Entries taken from a collection:
○ ○ ○ ○ ○ ○ ○

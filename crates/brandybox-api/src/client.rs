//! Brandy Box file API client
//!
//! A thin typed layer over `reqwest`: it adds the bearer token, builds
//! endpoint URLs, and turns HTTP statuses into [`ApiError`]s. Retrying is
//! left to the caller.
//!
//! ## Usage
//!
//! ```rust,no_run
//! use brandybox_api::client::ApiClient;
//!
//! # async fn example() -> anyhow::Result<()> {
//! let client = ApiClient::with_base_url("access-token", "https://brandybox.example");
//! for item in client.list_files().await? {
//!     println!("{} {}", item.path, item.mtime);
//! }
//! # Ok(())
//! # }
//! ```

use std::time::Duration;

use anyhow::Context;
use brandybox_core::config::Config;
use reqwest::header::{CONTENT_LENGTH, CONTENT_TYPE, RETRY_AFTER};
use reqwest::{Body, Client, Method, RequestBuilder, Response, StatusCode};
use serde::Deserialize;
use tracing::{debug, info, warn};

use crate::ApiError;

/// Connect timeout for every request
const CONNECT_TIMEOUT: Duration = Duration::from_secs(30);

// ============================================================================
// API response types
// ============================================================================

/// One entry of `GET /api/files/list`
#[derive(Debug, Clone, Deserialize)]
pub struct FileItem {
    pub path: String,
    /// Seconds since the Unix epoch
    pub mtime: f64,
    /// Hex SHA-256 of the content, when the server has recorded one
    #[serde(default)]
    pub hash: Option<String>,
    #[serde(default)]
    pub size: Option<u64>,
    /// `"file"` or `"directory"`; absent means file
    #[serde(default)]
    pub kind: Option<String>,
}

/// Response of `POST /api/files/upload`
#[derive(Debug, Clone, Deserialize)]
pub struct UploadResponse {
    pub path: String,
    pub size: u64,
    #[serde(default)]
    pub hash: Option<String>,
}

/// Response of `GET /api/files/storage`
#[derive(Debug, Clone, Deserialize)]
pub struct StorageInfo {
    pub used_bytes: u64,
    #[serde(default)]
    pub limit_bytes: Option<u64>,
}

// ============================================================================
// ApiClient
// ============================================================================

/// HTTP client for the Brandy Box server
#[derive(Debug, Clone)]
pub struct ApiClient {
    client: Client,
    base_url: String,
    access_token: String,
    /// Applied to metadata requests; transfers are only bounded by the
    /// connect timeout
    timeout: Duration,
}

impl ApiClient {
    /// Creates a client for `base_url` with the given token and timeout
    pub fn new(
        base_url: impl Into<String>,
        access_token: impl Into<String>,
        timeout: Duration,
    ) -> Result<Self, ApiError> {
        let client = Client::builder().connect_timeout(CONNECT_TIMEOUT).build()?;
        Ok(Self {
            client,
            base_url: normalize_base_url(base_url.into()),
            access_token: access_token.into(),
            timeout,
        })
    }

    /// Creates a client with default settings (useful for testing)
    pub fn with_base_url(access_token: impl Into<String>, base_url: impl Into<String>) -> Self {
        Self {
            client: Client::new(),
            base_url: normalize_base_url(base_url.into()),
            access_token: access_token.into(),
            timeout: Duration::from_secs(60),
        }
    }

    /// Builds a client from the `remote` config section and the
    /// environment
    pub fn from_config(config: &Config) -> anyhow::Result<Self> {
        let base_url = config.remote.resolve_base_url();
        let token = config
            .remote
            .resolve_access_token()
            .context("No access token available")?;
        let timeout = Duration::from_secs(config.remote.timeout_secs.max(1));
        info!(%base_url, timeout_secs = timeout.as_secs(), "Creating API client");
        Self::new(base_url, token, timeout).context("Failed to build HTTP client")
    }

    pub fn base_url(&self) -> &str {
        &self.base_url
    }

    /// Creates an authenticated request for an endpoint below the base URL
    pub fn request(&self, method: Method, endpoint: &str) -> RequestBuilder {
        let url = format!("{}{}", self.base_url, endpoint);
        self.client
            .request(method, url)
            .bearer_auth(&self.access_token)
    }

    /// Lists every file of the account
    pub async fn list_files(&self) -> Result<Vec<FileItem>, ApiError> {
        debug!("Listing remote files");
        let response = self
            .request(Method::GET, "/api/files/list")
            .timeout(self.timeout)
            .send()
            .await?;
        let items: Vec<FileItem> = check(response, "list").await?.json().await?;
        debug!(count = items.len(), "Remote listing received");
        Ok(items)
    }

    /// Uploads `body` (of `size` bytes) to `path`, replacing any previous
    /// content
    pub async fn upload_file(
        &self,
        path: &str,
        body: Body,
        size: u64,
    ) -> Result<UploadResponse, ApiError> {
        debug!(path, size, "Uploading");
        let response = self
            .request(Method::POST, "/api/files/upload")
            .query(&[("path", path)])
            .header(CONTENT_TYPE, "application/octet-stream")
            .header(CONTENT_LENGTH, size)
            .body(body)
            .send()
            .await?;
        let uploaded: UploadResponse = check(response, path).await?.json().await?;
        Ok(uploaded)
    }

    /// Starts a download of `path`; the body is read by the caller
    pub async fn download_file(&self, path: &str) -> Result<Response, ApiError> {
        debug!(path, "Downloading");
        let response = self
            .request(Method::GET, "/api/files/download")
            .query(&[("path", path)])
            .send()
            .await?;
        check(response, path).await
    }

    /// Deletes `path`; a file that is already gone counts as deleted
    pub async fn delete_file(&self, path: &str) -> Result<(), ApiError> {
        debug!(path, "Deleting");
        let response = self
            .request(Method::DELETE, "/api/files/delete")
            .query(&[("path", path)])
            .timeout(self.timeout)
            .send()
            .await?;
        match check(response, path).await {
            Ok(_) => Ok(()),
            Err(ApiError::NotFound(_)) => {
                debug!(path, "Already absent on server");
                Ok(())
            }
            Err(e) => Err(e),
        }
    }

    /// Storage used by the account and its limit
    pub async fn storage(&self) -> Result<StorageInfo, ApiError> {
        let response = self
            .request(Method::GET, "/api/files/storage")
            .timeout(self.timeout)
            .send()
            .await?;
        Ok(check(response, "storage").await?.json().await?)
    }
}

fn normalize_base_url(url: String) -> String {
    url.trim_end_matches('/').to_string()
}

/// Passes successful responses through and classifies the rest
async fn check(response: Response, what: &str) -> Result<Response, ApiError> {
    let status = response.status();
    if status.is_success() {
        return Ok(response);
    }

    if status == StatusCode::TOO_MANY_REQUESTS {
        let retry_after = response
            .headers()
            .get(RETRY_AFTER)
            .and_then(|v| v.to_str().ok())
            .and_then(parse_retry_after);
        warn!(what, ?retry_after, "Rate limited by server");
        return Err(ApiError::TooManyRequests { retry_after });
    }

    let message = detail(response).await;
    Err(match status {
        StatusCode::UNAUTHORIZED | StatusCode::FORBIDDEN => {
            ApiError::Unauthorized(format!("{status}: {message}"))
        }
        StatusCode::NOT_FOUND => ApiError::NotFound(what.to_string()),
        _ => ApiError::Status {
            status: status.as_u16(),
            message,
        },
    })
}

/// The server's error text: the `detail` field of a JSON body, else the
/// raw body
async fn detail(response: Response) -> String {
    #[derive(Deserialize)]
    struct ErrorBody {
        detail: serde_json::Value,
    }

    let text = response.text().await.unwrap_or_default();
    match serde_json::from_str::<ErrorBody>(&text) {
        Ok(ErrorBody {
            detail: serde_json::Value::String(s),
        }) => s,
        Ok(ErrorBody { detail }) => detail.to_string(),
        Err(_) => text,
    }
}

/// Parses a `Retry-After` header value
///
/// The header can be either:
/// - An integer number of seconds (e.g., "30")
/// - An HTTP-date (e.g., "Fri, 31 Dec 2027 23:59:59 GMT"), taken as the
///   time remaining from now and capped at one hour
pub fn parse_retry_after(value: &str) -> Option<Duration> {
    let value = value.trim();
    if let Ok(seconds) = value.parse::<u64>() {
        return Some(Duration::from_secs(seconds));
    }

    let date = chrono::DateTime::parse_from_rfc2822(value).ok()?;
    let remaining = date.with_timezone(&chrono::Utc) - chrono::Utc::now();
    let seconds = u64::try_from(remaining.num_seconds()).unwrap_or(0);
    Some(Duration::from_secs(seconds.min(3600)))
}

○ ○ ○ ○ ○ ○ ○

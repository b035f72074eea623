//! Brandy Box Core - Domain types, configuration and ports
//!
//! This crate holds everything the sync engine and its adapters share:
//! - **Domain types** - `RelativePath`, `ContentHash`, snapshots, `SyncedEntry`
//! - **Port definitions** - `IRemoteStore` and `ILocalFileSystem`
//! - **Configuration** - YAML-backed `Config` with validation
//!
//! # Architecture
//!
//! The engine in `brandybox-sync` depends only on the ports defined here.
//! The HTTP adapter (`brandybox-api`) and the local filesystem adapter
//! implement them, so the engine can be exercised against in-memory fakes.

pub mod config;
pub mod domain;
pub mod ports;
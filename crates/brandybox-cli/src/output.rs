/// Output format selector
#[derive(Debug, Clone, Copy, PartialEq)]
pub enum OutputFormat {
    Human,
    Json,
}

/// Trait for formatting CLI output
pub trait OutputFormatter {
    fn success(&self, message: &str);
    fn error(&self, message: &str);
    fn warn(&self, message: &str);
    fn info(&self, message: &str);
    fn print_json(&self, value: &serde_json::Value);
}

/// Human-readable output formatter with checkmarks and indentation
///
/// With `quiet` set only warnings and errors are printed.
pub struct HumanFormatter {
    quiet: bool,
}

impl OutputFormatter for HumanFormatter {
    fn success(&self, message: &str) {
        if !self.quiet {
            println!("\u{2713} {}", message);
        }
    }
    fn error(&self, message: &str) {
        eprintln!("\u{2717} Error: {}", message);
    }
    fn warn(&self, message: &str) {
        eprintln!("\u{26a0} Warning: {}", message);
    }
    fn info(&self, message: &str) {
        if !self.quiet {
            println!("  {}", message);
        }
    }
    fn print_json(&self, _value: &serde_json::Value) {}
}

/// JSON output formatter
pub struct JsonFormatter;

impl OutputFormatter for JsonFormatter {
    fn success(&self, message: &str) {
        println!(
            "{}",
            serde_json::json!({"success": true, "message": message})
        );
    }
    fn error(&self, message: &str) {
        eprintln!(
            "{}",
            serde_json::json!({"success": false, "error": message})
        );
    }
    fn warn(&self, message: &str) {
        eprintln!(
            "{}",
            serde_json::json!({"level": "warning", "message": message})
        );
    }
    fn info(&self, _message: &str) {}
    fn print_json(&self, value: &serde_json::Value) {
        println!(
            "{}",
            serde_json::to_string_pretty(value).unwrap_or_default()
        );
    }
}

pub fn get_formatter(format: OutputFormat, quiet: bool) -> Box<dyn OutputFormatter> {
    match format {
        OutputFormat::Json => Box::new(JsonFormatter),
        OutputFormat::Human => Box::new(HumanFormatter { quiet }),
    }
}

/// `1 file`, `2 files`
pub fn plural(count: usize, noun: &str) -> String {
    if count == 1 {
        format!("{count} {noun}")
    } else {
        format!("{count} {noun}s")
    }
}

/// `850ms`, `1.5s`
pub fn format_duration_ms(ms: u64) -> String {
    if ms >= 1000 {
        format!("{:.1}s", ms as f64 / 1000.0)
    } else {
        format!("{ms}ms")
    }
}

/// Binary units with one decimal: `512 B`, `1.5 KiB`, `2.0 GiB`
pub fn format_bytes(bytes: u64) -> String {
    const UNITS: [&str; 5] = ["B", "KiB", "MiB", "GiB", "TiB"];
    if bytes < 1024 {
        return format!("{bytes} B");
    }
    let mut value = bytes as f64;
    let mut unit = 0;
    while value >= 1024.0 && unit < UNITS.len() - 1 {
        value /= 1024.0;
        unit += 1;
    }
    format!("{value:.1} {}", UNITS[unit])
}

○ ○ ○ ○ ○ ○ ○

▶ **WHAT YOU SHOULD DO**
Going through the data above, state how many lines include the word "filename"; only that number is needed.

▶ **ANSWER TO THIS PROBLEM**
2